I want to get dplyr::spread
for multiple columns using purrr::map
into list of data.frames. Wonder how to achieve the desired result?
library(tidyverse)
mtcars %>%
dplyr::group_by(gear, carb) %>%
dplyr::summarise_at(
.vars = names(.)[1:9]
, .funs = c("mean")
) %>%
dplyr::select(gear, carb, mpg) %>%
tidyr::spread(key = "gear", value = mpg)
# A tibble: 6 x 4
carb `3` `4` `5`
<dbl> <dbl> <dbl> <dbl>
1 1 20.3 29.1 NA
2 2 17.2 24.8 28.2
3 3 16.3 NA NA
4 4 12.6 19.8 15.8
5 6 NA NA 19.7
6 8 NA NA 15
mtcars %>%
dplyr::group_by(gear, carb) %>%
dplyr::summarise_at(
.vars = names(.)[1:9]
, .funs = c("mean")
) %>%
dplyr::select(gear, carb, disp) %>%
tidyr::spread(key = "gear", value = disp)
# A tibble: 6 x 4
carb `3` `4` `5`
<dbl> <dbl> <dbl> <dbl>
1 1 201. 84.2 NA
2 2 346. 121. 108.
3 3 276. NA NA
4 4 416. 164. 351
5 6 NA NA 145
6 8 NA NA 301
Now I want to perform both process with a single command using purrr::map
. Wonder how this can be achieved.
mtcars %>%
dplyr::group_by(gear, carb) %>%
dplyr::summarise_at(
.vars = names(.)[1:9]
, .funs = c("mean")
) %>%
dplyr::select(gear, carb, mpg, disp) %>%
purrr::map(.f = ~ tidyr::spread(data = mtcars, key = "gear", value = .x))
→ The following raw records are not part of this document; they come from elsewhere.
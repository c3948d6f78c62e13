use std::sync::Mutex;
use std::time::Duration;

use chrono::{DateTime, TimeDelta, Utc};

/// Source of wall-clock time for job timestamps (`notBefore`, `assigned`, `overdue`).
pub trait Clock: Send + Sync {
    fn now(&self) -> DateTime<Utc>;
}

#[derive(Debug, Default, Clone, Copy)]
pub struct SystemClock;

impl Clock for SystemClock {
    fn now(&self) -> DateTime<Utc> {
        Utc::now()
    }
}

/// A clock that only moves when told to. Used to simulate the passage of time.
#[derive(Debug)]
pub struct ManualClock {
    now: Mutex<DateTime<Utc>>,
}

impl ManualClock {
    pub fn new(start: DateTime<Utc>) -> Self {
        Self {
            now: Mutex::new(start),
        }
    }

    pub fn set(&self, when: DateTime<Utc>) {
        *self.now.lock().unwrap_or_else(|e| e.into_inner()) = when;
    }

    pub fn advance(&self, by: Duration) {
        let mut now = self.now.lock().unwrap_or_else(|e| e.into_inner());
        *now = add(*now, by);
    }
}

impl Default for ManualClock {
    fn default() -> Self {
        Self::new(Utc::now())
    }
}

impl Clock for ManualClock {
    fn now(&self) -> DateTime<Utc> {
        *self.now.lock().unwrap_or_else(|e| e.into_inner())
    }
}

/// `when + by`, saturating at the maximum representable timestamp.
pub fn add(when: DateTime<Utc>, by: Duration) -> DateTime<Utc> {
    TimeDelta::from_std(by)
        .ok()
        .and_then(|delta| when.checked_add_signed(delta))
        .unwrap_or(DateTime::<Utc>::MAX_UTC)
}

/// `when - by`, saturating at the minimum representable timestamp.
pub fn sub(when: DateTime<Utc>, by: Duration) -> DateTime<Utc> {
    TimeDelta::from_std(by)
        .ok()
        .and_then(|delta| when.checked_sub_signed(delta))
        .unwrap_or(DateTime::<Utc>::MIN_UTC)
}

#[cfg(test)]
mod tests {
    use super::*;

    #[test]
    fn manual_clock_advances() {
        let start = Utc::now();
        let clock = ManualClock::new(start);
        clock.advance(Duration::from_secs(1000));
        assert_eq!(clock.now() - start, TimeDelta::seconds(1000));
    }

    #[test]
    fn add_saturates() {
        let now = Utc::now();
        assert_eq!(add(now, Duration::MAX), DateTime::<Utc>::MAX_UTC);
        assert_eq!(sub(now, Duration::MAX), DateTime::<Utc>::MIN_UTC);
    }
}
So the key thing here is that the list you want to map over is actually the column names, not the columns or the dataframe itself. Here is a rough and ready approach that does what you want, though it is very brittle (the data frame and grouping columns are all hard-coded into the function). You might look into the programming with dplyr vignette if you need to do anything more fancy.
library(tidyverse)
to_spread <- mtcars %>%
group_by(gear, carb) %>%
summarise_all(mean)
map(
.x = colnames(to_spread)[3:11],
.f = function(col) {
to_spread %>%
select(gear, carb, col) %>%
spread(gear, col)
}
) %>%
set_names(colnames(to_spread)[3:11]) %>%
head(3)
#> $mpg
#> # A tibble: 6 x 4
#> carb `3` `4` `5`
#> <dbl> <dbl> <dbl> <dbl>
#> 1 1 20.3 29.1 NA
#> 2 2 17.2 24.8 28.2
#> 3 3 16.3 NA NA
#> 4 4 12.6 19.8 15.8
#> 5 6 NA NA 19.7
#> 6 8 NA NA 15
#>
#> $cyl
#> # A tibble: 6 x 4
#> carb `3` `4` `5`
#> <dbl> <dbl> <dbl> <dbl>
#> 1 1 5.33 4 NA
#> 2 2 8 4 4
#> 3 3 8 NA NA
#> 4 4 8 6 8
#> 5 6 NA NA 6
#> 6 8 NA NA 8
#>
#> $disp
#> # A tibble: 6 x 4
#> carb `3` `4` `5`
#> <dbl> <dbl> <dbl> <dbl>
#> 1 1 201. 84.2 NA
#> 2 2 346. 121. 108.
#> 3 3 276. NA NA
#> 4 4 416. 164. 351
#> 5 6 NA NA 145
#> 6 8 NA NA 301
Created on 2018-06-22 by the reprex package (v0.2.0).